▸ Exercise instructions
Would you reproduce exactly the lines below from the one holding "#[derive(Debug, Clone, Copy, PartialEq, Eq)]" through the one holding "pub fn is_fatal(&self)", inclusive, and no others?

◇ ◇ ◇ ◇ ◇

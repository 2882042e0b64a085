use thiserror::Error;
use tokio_tungstenite::tungstenite;

/// Error taxonomy shared by every collector.
///
/// Each variant maps to one handling policy:
/// - TransientNetwork: retried with backoff, never fatal
/// - Protocol:         the single message is dropped, the stream continues
/// - RateLimit:        fixed delay, then the same request is retried
/// - Persistence:      logged + alerted, rest of the cycle skipped
/// - Configuration:    aborts startup, only before any collector runs
/// - Internal:         a collector task died (panic); the process stops
///
/// Everything raised inside a collection cycle is caught by the
/// collector core and converted into counters and alerts.
#[derive(Debug, Error)]
pub enum CollectorError {
    #[error("network error: {0}")]
    TransientNetwork(String),

    #[error("protocol error: {0}")]
    Protocol(String),

    #[error("rate limited: {0}")]
    RateLimit(String),

    #[error("persistence error: {0}")]
    Persistence(String),

    #[error("configuration error: {0}")]
    Configuration(String),

    #[error("internal error: {0}")]
    Internal(String),
}

/// Copyable discriminant of [`CollectorError`], used for logging and
/// alert routing without holding on to the message.
#[derive(Debug, Clone, Copy, PartialEq, Eq)]
pub enum ErrorClass {
    TransientNetwork,
    Protocol,
    RateLimit,
    Persistence,
    Configuration,
    Internal,
}

impl CollectorError {
    pub fn class(&self) -> ErrorClass {
        match self {
            CollectorError::TransientNetwork(_) => ErrorClass::TransientNetwork,
            CollectorError::Protocol(_) => ErrorClass::Protocol,
            CollectorError::RateLimit(_) => ErrorClass::RateLimit,
            CollectorError::Persistence(_) => ErrorClass::Persistence,
            CollectorError::Configuration(_) => ErrorClass::Configuration,
            CollectorError::Internal(_) => ErrorClass::Internal,
        }
    }

    /// Errors that stop the process instead of being retried.
    pub fn is_fatal(&self) -> bool {
        matches!(self, CollectorError::Configuration(_) | CollectorError::Internal(_))
    }
}

impl From<reqwest::Error> for CollectorError {
    fn from(e: reqwest::Error) -> Self {
        if e.is_decode() {
            CollectorError::Protocol(e.to_string())
        } else if e.status().map(|s| s.as_u16()) == Some(429) {
            CollectorError::RateLimit(e.to_string())
        } else {
            CollectorError::TransientNetwork(e.to_string())
        }
    }
}

impl From<tungstenite::Error> for CollectorError {
    fn from(e: tungstenite::Error) -> Self {
        CollectorError::TransientNetwork(e.to_string())
    }
}

impl From<serde_json::Error> for CollectorError {
    fn from(e: serde_json::Error) -> Self {
        CollectorError::Protocol(e.to_string())
    }
}

impl From<sqlx::Error> for CollectorError {
    fn from(e: sqlx::Error) -> Self {
        CollectorError::Persistence(e.to_string())
    }
}

impl From<redis::RedisError> for CollectorError {
    fn from(e: redis::RedisError) -> Self {
        CollectorError::TransientNetwork(format!("redis: {e}"))
    }
}

pub type CollectorResult<T> = Result<T, CollectorError>;

#[cfg(test)]
mod tests {
    use super::*;

    #[test]
    fn only_configuration_and_internal_errors_are_fatal() {
        assert!(CollectorError::Configuration("x".into()).is_fatal());
        assert!(CollectorError::Internal("x".into()).is_fatal());
        assert!(!CollectorError::TransientNetwork("x".into()).is_fatal());
        assert!(!CollectorError::Persistence("x".into()).is_fatal());
        assert!(!CollectorError::RateLimit("x".into()).is_fatal());
        assert!(!CollectorError::Protocol("x".into()).is_fatal());
    }

    #[test]
    fn json_errors_classify_as_protocol() {
        let err = serde_json::from_str::<serde_json::Value>("{not json").unwrap_err();
        let err: CollectorError = err.into();
        assert_eq!(err.class(), ErrorClass::Protocol);
    }
}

◇ ◇ ◇ ◇ ◇

▸ Response to this exercise
#[derive(Debug, Clone, Copy, PartialEq, Eq)]
pub enum ErrorClass {
    TransientNetwork,
    Protocol,
    RateLimit,
    Persistence,
    Configuration,
    Internal,
}

impl CollectorError {
    pub fn class(&self) -> ErrorClass {
        match self {
            CollectorError::TransientNetwork(_) => ErrorClass::TransientNetwork,
            CollectorError::Protocol(_) => ErrorClass::Protocol,
            CollectorError::RateLimit(_) => ErrorClass::RateLimit,
            CollectorError::Persistence(_) => ErrorClass::Persistence,
            CollectorError::Configuration(_) => ErrorClass::Configuration,
            CollectorError::Internal(_) => ErrorClass::Internal,
        }
    }

    /// Errors that stop the process instead of being retried.
    pub fn is_fatal(&self) -> bool {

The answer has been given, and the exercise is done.